Glider pilots had guts. The Nazis started a glider program so the USA did too. American pilots who wanted to fly but were, say, too old for a cadet program were trained in Texas and the California desert. Ford Motor Company built 13,000 gliders, the Waco CG-4A. The Americans joined the Brits. English pilots traveled to a base 30 miles south of Dallas to learn how to fly gliders. Nine training fields operated in Texas. The one in Lubbock opened in 1942. C-47s were used as tow planes. There are only a few CG-4A gliders still in existence. One of them is inside Silent Wings. Outside is a C-47.

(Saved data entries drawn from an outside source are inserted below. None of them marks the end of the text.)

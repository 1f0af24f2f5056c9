//! Max-pooling of vector-pair scores into one score per candidate paper

use crate::grouping::VectorRef;
use crate::strategy::MatchCandidate;
use preprintbot_common::embeddings::PaperId;
use serde::Serialize;
use std::collections::BTreeMap;

/// Aggregated score of one candidate paper and the pair that produced it
#[derive(Debug, Clone, Copy, PartialEq, Serialize)]
pub struct PaperScore {
    pub paper_id: PaperId,
    pub score: f32,
    pub reference: VectorRef,
    pub candidate: VectorRef,
    pub approximate: bool,
}

impl PaperScore {
    fn from_match(m: &MatchCandidate) -> Self {
        Self {
            paper_id: m.candidate_paper_id,
            score: m.score,
            reference: m.reference,
            candidate: m.candidate,
            approximate: m.approximate,
        }
    }

    /// Higher score wins; equal scores fall back to the lower pair
    fn beats(&self, other: &PaperScore) -> bool {
        match self.score.total_cmp(&other.score) {
            std::cmp::Ordering::Greater => true,
            std::cmp::Ordering::Less => false,
            std::cmp::Ordering::Equal => {
                (self.reference, self.candidate) < (other.reference, other.candidate)
            }
        }
    }
}

/// Running per-paper maximum.
///
/// The result does not depend on the order or grouping in which matches
/// arrive, so candidate batches can be folded in one at a time.
#[derive(Debug, Clone, Default)]
pub struct MaxPool {
    best: BTreeMap<PaperId, PaperScore>,
}

impl MaxPool {
    pub fn new() -> Self {
        Self::default()
    }

    pub fn add(&mut self, candidate: &MatchCandidate) {
        let score = PaperScore::from_match(candidate);
        self.best
            .entry(score.paper_id)
            .and_modify(|current| {
                if score.beats(current) {
                    *current = score;
                }
            })
            .or_insert(score);
    }

    pub fn extend<'a>(&mut self, candidates: impl IntoIterator<Item = &'a MatchCandidate>) {
        for candidate in candidates {
            self.add(candidate);
        }
    }

    /// Fold another pool into this one
    pub fn merge(&mut self, other: MaxPool) {
        for (paper_id, score) in other.best {
            self.best
                .entry(paper_id)
                .and_modify(|current| {
                    if score.beats(current) {
                        *current = score;
                    }
                })
                .or_insert(score);
        }
    }

    pub fn len(&self) -> usize {
        self.best.len()
    }

    pub fn is_empty(&self) -> bool {
        self.best.is_empty()
    }

    /// Scores ordered by paper id. Papers without a contributing pair never appear.
    pub fn into_scores(self) -> Vec<PaperScore> {
        self.best.into_values().collect()
    }
}

/// One-shot aggregation of a list of matches
pub fn aggregate(candidates: &[MatchCandidate]) -> Vec<PaperScore> {
    let mut pool = MaxPool::new();
    pool.extend(candidates);
    pool.into_scores()
}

Gliders were especially used in World War II campaigns in Sicily and Burma. They played a big role in the Normandy invasion and were dubbed the backbone of this decisive battle. Many gliders crashed because the height of French hedgerows was misjudged. In their last and largest mission, Operation Varsity, 38% of the glider pilots were killed or captured. After the war helicopters made gliders obsolete for the delivery of gas, flying combat surgeons behind enemy lines, delivering equipment, etc.
I learned some of this by watching a fine 14 minute film before exploring Silent Wings, a museum near Lubbock, Texas, dedicated to telling the story of the WWII glider program. The rest I absorbed while studying the exhibits in this little known, 5 Compass (especially for aircraft enthusiasts) museum.
I have asked many people since visiting Silent Wings if they knew anything about the WW II glider program and the answer is consistently “no”. Even Frank Hudson, a 90-year-old WW II veteran who saw action in the Pacific, told me that he didn’t know about the U.S. Army Air Forces combat glider program before he volunteered at Silent Wings. Frank also told me that his father was a Rough Rider in the Spanish-American War. Living history.
The gliders’ story should not be forgotten. I’ll tell you more about these bold pilots and this excellent museum another time.